Los talibanes han dejado de controlar el país, hay un gobierno provisional nacido de unos difíciles acuerdos entre grupos étnicos, tribus, bandas armadas y personalidades en el exilio. Los bombardeos americanos han permitido a los afganos antitalibanes acabar con un régimen que todo el mundo denunciaba como inhumano. Ejecuciones públicas de las condenas: flagelaciones, amputaciones y lapidaciones. En algunos casos, en Kabul en particular, se utilizaba el estadio de fútbol como lugar para las ejecuciones públicas, dada su capacidad.
Con la derrota de los talibanes las cosas van a cambiar, están cambiando. Por ejemplo, las mujeres pueden salir solas a la calle, algunas se atreven a mostrar su rostro sin ser inmediatamente lapidadas por los viandantes o perseguidas a zurriagazos por las autoridades. Las mujeres podrán ir a la escuela y estudiar lo que quieran, incluso una vicepresidencia será ocupada por una mujer, venida del exilio. Las cosas cambian en ese país.
Un ministro del gobierno provisional, ante la pregunta de si seguirán las ejecuciones públicas respondió: "Somos un Estado Islámico, aplicaremos la sharia. Es normal". La sharia es la ley, la ley canónica del Islam. Es el conjunto de las prescripciones divinas que regulan las acciones humanas. En el Islam no hay sitio para el legislador humano. En el Islam clásico no existe diferencia entre ley y religión. La sharia es el conjunto de leyes que definen la conducta justa de todo musulmán, de la que los fundamentalistas, los ortodoxos, han elaborado un cuerpo de doctrina político universal, acorde con la doctrina. A ella se han de someter los gobiernos. Hoy se aplica en Irán, Arabia Saudí, Sudán, Pakistán, Mauritania y Afganistán.
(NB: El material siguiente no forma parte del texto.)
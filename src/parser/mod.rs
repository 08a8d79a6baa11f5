// Extraction: turn SQL dumps, text files and Word documents into Rows plus
// any declared primary keys found next to them.

pub mod docx;
pub mod insert;
pub mod schema;

use crate::error::{ReconError, Result};
use crate::model::Row;
use crate::progress::ProgressManager;
use insert::{ColumnsMap, InsertParser, StatementSplitter};
use rayon::prelude::*;
use schema::SchemaParser;
use std::collections::BTreeMap;
use std::fs;
use std::path::{Path, PathBuf};
use tracing::{debug, info, warn};

// Declared primary keys keyed by (schema, table).
pub type DeclaredKeys = BTreeMap<(String, String), Vec<String>>;

#[derive(Debug, Default)]
pub struct ExtractedFile {
    pub rows: Vec<Row>,
    pub declared_keys: DeclaredKeys,
}

// One input file and the schema its unqualified rows belong to.
#[derive(Debug, Clone, PartialEq, Eq)]
pub struct InputFile {
    pub path: PathBuf,
    pub schema: String,
}

const EXTENSIONS: [&str; 3] = ["sql", "txt", "docx"];

// Label for unqualified rows: the file name up to its first dot.
pub fn schema_label(path: &Path) -> String {
    path.file_name()
        .and_then(|n| n.to_str())
        .and_then(|n| n.split('.').next())
        .filter(|s| !s.is_empty())
        .unwrap_or("default")
        .to_string()
}

// Extract rows from plain text. CREATE TABLE statements in the same text
// supply column lists and primary keys.
pub fn extract_text(text: &str, default_schema: &str) -> Result<ExtractedFile> {
    let statements = StatementSplitter::new()?.split(text);
    let mut columns_map = ColumnsMap::new();
    let mut declared_keys = DeclaredKeys::new();
    for def in SchemaParser::new()?.parse_statements(&statements) {
        let schema = def.schema.unwrap_or_else(|| default_schema.to_string());
        if !def.primary_key.is_empty() {
            declared_keys.insert((schema, def.table.clone()), def.primary_key);
        }
        if !def.columns.is_empty() {
            columns_map.insert(def.table.to_lowercase(), def.columns);
        }
    }
    let rows = InsertParser::new(&columns_map).parse_statements(&statements, default_schema);
    Ok(ExtractedFile {
        rows,
        declared_keys,
    })
}

pub fn extract_file(path: &Path, default_schema: &str) -> Result<ExtractedFile> {
    let ext = path
        .extension()
        .and_then(|e| e.to_str())
        .map(|e| e.to_ascii_lowercase())
        .unwrap_or_default();
    let text = match ext.as_str() {
        "sql" | "txt" => fs::read_to_string(path)?,
        "docx" => docx::read_docx_text(path)?,
        other => {
            return Err(ReconError::extraction(
                path,
                format!("unsupported file type '{}'", other),
            ))
        }
    };
    let extracted = extract_text(&text, default_schema)?;
    debug!(
        "Extracted {} rows from {}",
        extracted.rows.len(),
        path.display()
    );
    Ok(extracted)
}

// Expand inputs into files. Directories are walked recursively for
// supported extensions; files under a `schema_paths` directory take that
// schema as their label. Unreadable paths are logged and skipped.
pub fn collect_inputs(inputs: &[PathBuf], schema_paths: &BTreeMap<String, PathBuf>) -> Vec<InputFile> {
    let mut files = Vec::new();
    for input in inputs {
        walk(input, None, &mut files);
    }
    for (schema, dir) in schema_paths {
        walk(dir, Some(schema), &mut files);
    }
    files.sort_by(|a, b| a.path.cmp(&b.path));
    files.dedup_by(|a, b| a.path == b.path);
    files
}

fn walk(path: &Path, schema: Option<&str>, out: &mut Vec<InputFile>) {
    if path.is_dir() {
        let mut entries: Vec<PathBuf> = match fs::read_dir(path) {
            Ok(rd) => rd.filter_map(|e| e.ok().map(|e| e.path())).collect(),
            Err(e) => {
                warn!("Skipping {}: {}", path.display(), e);
                return;
            }
        };
        entries.sort();
        for entry in entries {
            walk(&entry, schema, out);
        }
        return;
    }
    if !path.exists() {
        warn!("Skipping {}: no such file or directory", path.display());
        return;
    }
    let supported = path
        .extension()
        .and_then(|e| e.to_str())
        .map(|e| EXTENSIONS.contains(&e.to_ascii_lowercase().as_str()))
        .unwrap_or(false);
    if supported {
        out.push(InputFile {
            path: path.to_path_buf(),
            schema: schema.map(str::to_string).unwrap_or_else(|| schema_label(path)),
        });
    } else {
        debug!("skipping unsupported input {}", path.display());
    }
}

// Extract every file in parallel. A failing file is logged and skipped;
// no rows at all is an error.
pub fn extract_all(files: &[InputFile], progress: &ProgressManager) -> Result<ExtractedFile> {
    info!("Extracting rows from {} files", files.len());
    let bar = progress.new_file_bar(files.len() as u64);
    let results: Vec<Option<ExtractedFile>> = files
        .par_iter()
        .map(|f| {
            let out = match extract_file(&f.path, &f.schema) {
                Ok(x) => Some(x),
                Err(e) => {
                    warn!("Skipping {}: {}", f.path.display(), e);
                    None
                }
            };
            if let Some(b) = &bar {
                b.inc(1);
            }
            out
        })
        .collect();
    if let Some(b) = &bar {
        b.finish();
    }

    let mut merged = ExtractedFile::default();
    for mut file in results.into_iter().flatten() {
        merged.rows.append(&mut file.rows);
        merged.declared_keys.append(&mut file.declared_keys);
    }
    if merged.rows.is_empty() {
        return Err(ReconError::NoDataExtracted);
    }
    info!("Extracted {} rows", merged.rows.len());
    Ok(merged)
}

#[cfg(test)]
mod tests {
    use super::*;

    #[test]
    fn label_is_stem_before_first_dot() {
        assert_eq!(schema_label(Path::new("/x/hr.backup.sql")), "hr");
        assert_eq!(schema_label(Path::new("payroll.docx")), "payroll");
    }

    #[test]
    fn create_table_supplies_columns_and_key() {
        let text = "CREATE TABLE users (id INT, name TEXT, PRIMARY KEY (id));\n\
                    INSERT INTO users VALUES (1, 'Ann');";
        let out = extract_text(text, "hr").unwrap();
        assert_eq!(out.rows.len(), 1);
        assert_eq!(out.rows[0].columns, vec!["id", "name"]);
        assert_eq!(
            out.declared_keys.get(&("hr".to_string(), "users".to_string())),
            Some(&vec!["id".to_string()])
        );
    }

    #[test]
    fn walks_directories_and_skips_bad_files() {
        let dir = tempfile::tempdir().unwrap();
        fs::write(dir.path().join("hr.sql"), "INSERT INTO t (id) VALUES (1);").unwrap();
        fs::write(dir.path().join("notes.md"), "ignored").unwrap();
        fs::write(dir.path().join("broken.docx"), "not a zip").unwrap();

        let files = collect_inputs(&[dir.path().to_path_buf()], &BTreeMap::new());
        assert_eq!(files.len(), 2);
        let out = extract_all(&files, &ProgressManager::disabled()).unwrap();
        assert_eq!(out.rows.len(), 1);
        assert_eq!(out.rows[0].schema, "hr");
    }

    #[test]
    fn nothing_extracted_is_an_error() {
        let dir = tempfile::tempdir().unwrap();
        fs::write(dir.path().join("empty.sql"), "SELECT 1;").unwrap();
        let files = collect_inputs(&[dir.path().to_path_buf()], &BTreeMap::new());
        let err = extract_all(&files, &ProgressManager::disabled()).unwrap_err();
        assert!(matches!(err, ReconError::NoDataExtracted));
    }

    #[test]
    fn schema_paths_label_their_files() {
        let dir = tempfile::tempdir().unwrap();
        fs::write(dir.path().join("dump.sql"), "INSERT INTO t (id) VALUES (1);").unwrap();
        let mut paths = BTreeMap::new();
        paths.insert("legacy".to_string(), dir.path().to_path_buf());
        let files = collect_inputs(&[], &paths);
        assert_eq!(files[0].schema, "legacy");
    }

    #[test]
    fn prose_apostrophes_do_not_swallow_statements() {
        let text = "Here's the payroll data.\n\
                    INSERT INTO users (id, name) VALUES (1, 'Ann');\n\
                    INSERT INTO users (id, name) VALUES (2, 'Bob');";
        let out = extract_text(text, "hr").unwrap();
        assert_eq!(out.rows.len(), 2);
        assert!(out.rows.iter().all(|r| r.schema == "hr"));
    }

    #[test]
    fn missing_input_is_skipped() {
        let dir = tempfile::tempdir().unwrap();
        fs::write(dir.path().join("hr.sql"), "INSERT INTO t (id) VALUES (1);").unwrap();
        let inputs = vec![dir.path().join("gone.docx"), dir.path().to_path_buf()];
        let files = collect_inputs(&inputs, &BTreeMap::new());
        assert_eq!(files.len(), 1);
        assert_eq!(files[0].schema, "hr");
        let out = extract_all(&files, &ProgressManager::disabled()).unwrap();
        assert_eq!(out.rows.len(), 1);
    }
}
Al decir el nuevo ministro afgano que se aplicaría la sharia, indicó que se haría de un modo más "suave". Añadió que las ejecuciones han de ser públicas, ya que según el Corán, tienen como finalidad servir de ejemplo. Después de la ejecución, las víctimas sólo estarán colgadas ante el público unas horas en lugar de los cuatro días en tiempos de los talibanes. En caso de robo, las manos serán amputadas, es la ley. Si se trata de casos de adulterio, se efectuarán las investigaciones adecuadas —hacen falta cuatro testigos para condenar a los adúlteros—, pero las lapidaciones seguirán, eso sí, suavizadas. Las autoridades han anunciado que se emplearán piedras más pequeñas en las lapidaciones de los adúlteros. (Una lapidación suele durar entre cuatro y cinco horas). Las flagelaciones seguirán como antes. Pero no se utilizarán como lugares de ejecución los campos de fútbol, que recobrarán su uso deportivo original.
Evidentemente las cosas han cambiado en Afganistán, que es ya un país normal como Arabia Saudí, Pakistán o Irán.
Los talibanes sólo eran, socialmente hablando, algo más estrictos en la aplicación de la ley, exageraban un poco, por lo que se ve hoy, con el tamaño de las piedras.
No hay que olvidar que los EE UU les bombardearon por proteger a los terroristas, no por practicar costumbres que los degenerados occidentales consideramos como crueles y bárbaras. Tenemos que aprender a respetar las culturas, no a los humanos.